By a 417-3 vote Wednesday, the U.S. House of Representatives approved the Water Resources Reform and Development Act. According to Schock, it cuts from as many as 15 years to three the time for project review and preparation. It also shifts about $10 billion from dormant projects to ones of greater significance.
"This is much-needed legislation for our nation's waterways and those who use them," Schock said as he was surrounded by local public officials and business and labor leaders who gathered beside the lock.
In praising passage of the bill, Schock alluded to the recent government shutdown and political squabbling that surrounded it.
"This is something constructive that Congress can do, something bipartisan that Congress can do, and I think after the last three weeks, that's something, hopefully, we can all embrace and get behind," Schock said.
The Peoria Republican's appearance at the lock and dam came seven weeks after a news conference held there by two Illinois Democrats, U.S. Sen. Dick Durbin and U.S. Rep. Cheri Bustos. They touted the Senate version of the bill, which that body approved lopsidedly.
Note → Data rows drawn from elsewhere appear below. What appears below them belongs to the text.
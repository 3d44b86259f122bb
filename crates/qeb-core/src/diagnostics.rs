//! Injectable diagnostic output
//!
//! Every warning or debug message produced while fitting goes through a
//! [`DiagnosticSink`] instead of a global logger. The default sink forwards
//! to `tracing`; tests swap in a [`CollectingSink`] to inspect what was
//! reported.

use std::fmt;
use std::sync::{Arc, Mutex};

/// Severity of a diagnostic record
#[derive(Debug, Clone, Copy, PartialEq, Eq, PartialOrd, Ord, Hash)]
pub enum Severity {
    Debug,
    Info,
    Warning,
}

impl fmt::Display for Severity {
    fn fmt(&self, f: &mut fmt::Formatter<'_>) -> fmt::Result {
        let s = match self {
            Severity::Debug => "debug",
            Severity::Info => "info",
            Severity::Warning => "warning",
        };
        f.write_str(s)
    }
}

/// A single diagnostic message
#[derive(Debug, Clone, PartialEq)]
pub struct Diagnostic {
    pub severity: Severity,
    pub message: String,
}

impl Diagnostic {
    pub fn new(severity: Severity, message: impl Into<String>) -> Self {
        Self {
            severity,
            message: message.into(),
        }
    }
}

impl fmt::Display for Diagnostic {
    fn fmt(&self, f: &mut fmt::Formatter<'_>) -> fmt::Result {
        write!(f, "[{}] {}", self.severity, self.message)
    }
}

/// Receiver for diagnostics emitted during an analysis
pub trait DiagnosticSink: Send + Sync {
    /// Handle one diagnostic record
    fn emit(&self, diagnostic: Diagnostic);

    fn debug(&self, message: &str) {
        self.emit(Diagnostic::new(Severity::Debug, message));
    }

    fn info(&self, message: &str) {
        self.emit(Diagnostic::new(Severity::Info, message));
    }

    fn warning(&self, message: &str) {
        self.emit(Diagnostic::new(Severity::Warning, message));
    }
}

impl<S: DiagnosticSink + ?Sized> DiagnosticSink for Arc<S> {
    fn emit(&self, diagnostic: Diagnostic) {
        (**self).emit(diagnostic)
    }
}

/// Forwards diagnostics to the `tracing` subscriber
#[derive(Debug, Default, Clone, Copy)]
pub struct TracingSink;

impl DiagnosticSink for TracingSink {
    fn emit(&self, diagnostic: Diagnostic) {
        match diagnostic.severity {
            Severity::Debug => tracing::debug!("{}", diagnostic.message),
            Severity::Info => tracing::info!("{}", diagnostic.message),
            Severity::Warning => tracing::warn!("{}", diagnostic.message),
        }
    }
}

/// Discards everything
#[derive(Debug, Default, Clone, Copy)]
pub struct NullSink;

impl DiagnosticSink for NullSink {
    fn emit(&self, _diagnostic: Diagnostic) {}
}

/// Keeps every record in memory
#[derive(Debug, Default)]
pub struct CollectingSink {
    records: Mutex<Vec<Diagnostic>>,
}

impl CollectingSink {
    pub fn new() -> Self {
        Self::default()
    }

    /// Snapshot of all records received so far
    pub fn records(&self) -> Vec<Diagnostic> {
        match self.records.lock() {
            Ok(guard) => guard.clone(),
            Err(poisoned) => poisoned.into_inner().clone(),
        }
    }

    /// Messages of the warning-level records
    pub fn warnings(&self) -> Vec<String> {
        self.records()
            .into_iter()
            .filter(|d| d.severity == Severity::Warning)
            .map(|d| d.message)
            .collect()
    }

    pub fn has_warnings(&self) -> bool {
        self.records()
            .iter()
            .any(|d| d.severity == Severity::Warning)
    }

    pub fn clear(&self) {
        match self.records.lock() {
            Ok(mut guard) => guard.clear(),
            Err(poisoned) => poisoned.into_inner().clear(),
        }
    }
}

impl DiagnosticSink for CollectingSink {
    fn emit(&self, diagnostic: Diagnostic) {
        match self.records.lock() {
            Ok(mut guard) => guard.push(diagnostic),
            Err(poisoned) => poisoned.into_inner().push(diagnostic),
        }
    }
}

/// Shared handle to a sink, as stored by the analysis types
pub type SharedSink = Arc<dyn DiagnosticSink>;

/// The default sink used when the caller injects none
pub fn default_sink() -> SharedSink {
    Arc::new(TracingSink)
}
The Peoria Lock and Dam is located in Bustos' district. But Schock said that facility and one in his district, the LaGrange Lock and Dam near Beardstown, are in most-urgent need of rehabilitation.
The Peoria facility is more than 70 years old. Lock-gate replacement might be the first priority, according to Col. Mark Deschenes, commander of the U.S. Army Corps of Engineers Rock Island District. But it's far from the only issue.
"There's not really one thing you can point to, other than the fact that maybe you could point to everything," Deschenes said.
Schock also said he is co-sponsoring a bill that would raise fees on barge traffic. The money would go into a trust fund targeted for infrastructure improvements. Most barge operators support the hike, according to the congressman.
"Sometimes fee increases or tax increases aren't popular, but this is one where people are willing to pay more if the dollars are going to go into the trust fund," Schock said.
House and Senate versions of the bill are to be reconciled sometime in the next few weeks, according to Schock. Given the overwhelming and bipartisan support, Schock said he expects President Barack Obama won't hesitate signing into law the final result.